Bostecé y los ojos casi se me llenaron de lágrimas del bostezo, escuchando el tintineo de la cuchara contra la taza de cerámica. Bebí un sorbo y suspiré sin más, volviendo mi vista a la pared. Escuché unos pasos por las escaleras, y no reconocí quién bajaba de primeras. Quizás porque aún no me había acostumbrado a que Carla vivía con nosotros. Su short de pijama rosita y su camiseta de tirantes blanca la vestían, y una sonrisa muy pequeña la acompañaba.

—Buenos días, Noah. —Se puso detrás de la barra y se echó una taza de café. —Tienes la marca de las sábanas. —Dijo pasando el dedo por mi mejilla. —Eso es que has dormido bien.

—Siempre duermo bien. —Carraspeé para quitarme aquellos gallos que salían de mi garganta. —¿Qué haces despierta tan temprano?

—Suelo despertarme a esta hora. —Su piel estaba limpia, clara, tenía el pelo recogido en una coleta bien formada, sin un pelo suelto, y no tenía los ojos pegados como yo. —¿Y tú? Veo que aún tienes sueño.

—Oh... Voy a pescar un rato. —Carla caminó por la cocina hasta llegar a la nevera, antes de abrirla me miró como si pidiese permiso, y yo asentí sin más. —¿Siempre eres así? —Pregunté. Ella estaba inclinada en la nevera, cogiendo la mantequilla y la mermelada. Al incorporarse frunció el ceño, poniéndolo todo en la mesa.

—¿Así cómo? —Reparé de nuevo en que parecía que no había estado durmiendo. En sus pestañas húmedas y largas y sus ojos claros, en sus pendientes blancos, en su piel tersa y el pelo totalmente peinado, sin ningún pelo fuera de su sitio.

—De... Coqueta. Digámoslo así. —Pareció sonrojarse con aquello que le dije, y siguió untando la mermelada sobre el pan.

—No sé. ¿Me ves coqueta? —Acercó la tostada a mis labios, y la mordí, sujetándola porque ella ya la había soltado.

—Sí. —Carla simplemente siguió extendiendo la mantequilla por su tostada con una sonrisa tímida. Casi parecía estar escondiendo una sonrisa aún más grande. Sus movimientos eran delicados y suaves, cortos y precisos.

—¿Tú no te ibas a pescar? —Dijo finalmente, dándole un mordisco a su tostada.

—¿Me estás echando de mi propia casa, Carla? —Me terminé la tostada de un bocado, frotándome las manos para librarme de aquellas migas de pan.

—Uhm, sí. — Asintió, tomando un sorbo de su café.

—Pues mira, ahora no me voy a ir. —Carla sonrió contra la taza, negando levemente antes de darle un sorbo. —¿Te molesta mi presencia?
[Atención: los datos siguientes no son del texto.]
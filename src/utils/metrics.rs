//! Observability and Metrics
//!
//! This module provides metrics collection and observability features
//! for monitoring dispatch, broadcast, and handoff health.
//!
//! Uses atomic counters for thread-safe metrics collection. There is no
//! global instance; the engine owns one behind an `Arc` and hands clones
//! to whoever needs to observe it.

use std::sync::atomic::{AtomicU64, Ordering};
use std::time::Instant;
use tracing::{debug, info};

/// Metrics collector for the protocol core
#[derive(Debug)]
pub struct Metrics {
    /// Total client sessions accepted
    pub sessions_opened: AtomicU64,
    /// Total client sessions torn down
    pub sessions_closed: AtomicU64,
    /// Frames dispatched to a handler
    pub frames_dispatched: AtomicU64,
    /// Frames or handshakes that violated the protocol
    pub protocol_violations: AtomicU64,
    /// Rejection frames sent before a forced close
    pub rejects_sent: AtomicU64,
    /// Broadcast operations performed
    pub broadcasts: AtomicU64,
    /// Frames queued across all broadcast recipients
    pub broadcast_frames: AtomicU64,
    /// Handoff nodes created (login, logout, map change)
    pub handoffs_begun: AtomicU64,
    /// Handoff nodes completed by a backend acknowledgement
    pub handoffs_completed: AtomicU64,
    /// Handoff nodes evicted by the staleness sweeper
    pub handoffs_evicted: AtomicU64,
    /// Frames received over the backend link
    pub backend_frames: AtomicU64,
    /// Times the backend link reached ready (first connect included)
    pub backend_reconnects: AtomicU64,
    /// Start time for uptime calculation
    start_time: Instant,
}

impl Metrics {
    /// Create a new metrics collector
    #[must_use]
    pub fn new() -> Self {
        Self {
            sessions_opened: AtomicU64::new(0),
            sessions_closed: AtomicU64::new(0),
            frames_dispatched: AtomicU64::new(0),
            protocol_violations: AtomicU64::new(0),
            rejects_sent: AtomicU64::new(0),
            broadcasts: AtomicU64::new(0),
            broadcast_frames: AtomicU64::new(0),
            handoffs_begun: AtomicU64::new(0),
            handoffs_completed: AtomicU64::new(0),
            handoffs_evicted: AtomicU64::new(0),
            backend_frames: AtomicU64::new(0),
            backend_reconnects: AtomicU64::new(0),
            start_time: Instant::now(),
        }
    }

    pub fn inc_sessions_opened(&self) {
        self.sessions_opened.fetch_add(1, Ordering::Relaxed);
    }

    pub fn inc_sessions_closed(&self) {
        self.sessions_closed.fetch_add(1, Ordering::Relaxed);
    }

    pub fn inc_frames_dispatched(&self) {
        self.frames_dispatched.fetch_add(1, Ordering::Relaxed);
    }

    pub fn inc_protocol_violations(&self) {
        self.protocol_violations.fetch_add(1, Ordering::Relaxed);
    }

    pub fn inc_rejects_sent(&self) {
        self.rejects_sent.fetch_add(1, Ordering::Relaxed);
    }

    pub fn inc_broadcasts(&self) {
        self.broadcasts.fetch_add(1, Ordering::Relaxed);
    }

    /// Record how many recipients one broadcast reached
    pub fn add_broadcast_frames(&self, count: u64) {
        self.broadcast_frames.fetch_add(count, Ordering::Relaxed);
    }

    pub fn inc_handoffs_begun(&self) {
        self.handoffs_begun.fetch_add(1, Ordering::Relaxed);
    }

    pub fn inc_handoffs_completed(&self) {
        self.handoffs_completed.fetch_add(1, Ordering::Relaxed);
    }

    pub fn inc_handoffs_evicted(&self) {
        self.handoffs_evicted.fetch_add(1, Ordering::Relaxed);
    }

    pub fn inc_backend_frames(&self) {
        self.backend_frames.fetch_add(1, Ordering::Relaxed);
    }

    pub fn inc_backend_reconnects(&self) {
        self.backend_reconnects.fetch_add(1, Ordering::Relaxed);
    }

    /// Get current metrics snapshot
    #[must_use]
    pub fn snapshot(&self) -> MetricsSnapshot {
        MetricsSnapshot {
            sessions_opened: self.sessions_opened.load(Ordering::Relaxed),
            sessions_closed: self.sessions_closed.load(Ordering::Relaxed),
            frames_dispatched: self.frames_dispatched.load(Ordering::Relaxed),
            protocol_violations: self.protocol_violations.load(Ordering::Relaxed),
            rejects_sent: self.rejects_sent.load(Ordering::Relaxed),
            broadcasts: self.broadcasts.load(Ordering::Relaxed),
            broadcast_frames: self.broadcast_frames.load(Ordering::Relaxed),
            handoffs_begun: self.handoffs_begun.load(Ordering::Relaxed),
            handoffs_completed: self.handoffs_completed.load(Ordering::Relaxed),
            handoffs_evicted: self.handoffs_evicted.load(Ordering::Relaxed),
            backend_frames: self.backend_frames.load(Ordering::Relaxed),
            backend_reconnects: self.backend_reconnects.load(Ordering::Relaxed),
            uptime_seconds: self.start_time.elapsed().as_secs(),
        }
    }

    /// Log current metrics
    pub fn log_metrics(&self) {
        let snapshot = self.snapshot();
        info!(
            sessions_opened = snapshot.sessions_opened,
            sessions_closed = snapshot.sessions_closed,
            frames_dispatched = snapshot.frames_dispatched,
            protocol_violations = snapshot.protocol_violations,
            rejects_sent = snapshot.rejects_sent,
            broadcasts = snapshot.broadcasts,
            broadcast_frames = snapshot.broadcast_frames,
            handoffs_begun = snapshot.handoffs_begun,
            handoffs_completed = snapshot.handoffs_completed,
            handoffs_evicted = snapshot.handoffs_evicted,
            backend_frames = snapshot.backend_frames,
            backend_reconnects = snapshot.backend_reconnects,
            uptime_seconds = snapshot.uptime_seconds,
            "Protocol metrics snapshot"
        );
    }
}

impl Default for Metrics {
    fn default() -> Self {
        Self::new()
    }
}

/// Snapshot of metrics at a point in time
#[derive(Debug, Clone)]
pub struct MetricsSnapshot {
    pub sessions_opened: u64,
    pub sessions_closed: u64,
    pub frames_dispatched: u64,
    pub protocol_violations: u64,
    pub rejects_sent: u64,
    pub broadcasts: u64,
    pub broadcast_frames: u64,
    pub handoffs_begun: u64,
    pub handoffs_completed: u64,
    pub handoffs_evicted: u64,
    pub backend_frames: u64,
    pub backend_reconnects: u64,
    pub uptime_seconds: u64,
}

/// Timer for measuring operation duration
pub struct Timer {
    start: Instant,
    operation: &'static str,
}

impl Timer {
    /// Start timing an operation
    #[must_use]
    pub fn start(operation: &'static str) -> Self {
        Self {
            start: Instant::now(),
            operation,
        }
    }

    /// Elapsed time so far, in microseconds
    #[must_use]
    pub fn elapsed_micros(&self) -> u64 {
        self.start.elapsed().as_micros() as u64
    }
}

impl Drop for Timer {
    fn drop(&mut self) {
        debug!(
            operation = self.operation,
            duration_us = self.elapsed_micros(),
            "operation timed"
        );
    }
}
—No. —Mordió su tostada y con el pulgar se limpió un pequeño pegote de mermelada, terminando de quitarse la sensación pegajosa del labio con la lengua. Y justo en ese momento, en que nos quedamos mirándonos sin decir nada más, apareció Quique bajando las escaleras.

Las dos nos giramos en el acto para mirarlo, que venía acompañado por Miry. Ella más aseada, arreglada, Quique se rascaba la cabeza y me daba un golpe en el hombro, sentándose en el taburete de mi lado. ¿Por qué tenían que despertarse ahora? Sólo quería tener una conversación a solas con ella, e iba bastante bien encaminada. Pero no.

—Bueno, ¿hoy vamos a Cala Marcarelleta, no? —Dijo Miry, echándose un vaso de leche al lado de Carla.

—No sé. No me acordaba. Tenemos que salir pronto entonces, ¿no? —Carla fue a meterse el último trozo de su tostada, pero fui más rápida y me lo zampé yo. Frunció el ceño, y yo simplemente sonreí, levantándome de la mesa.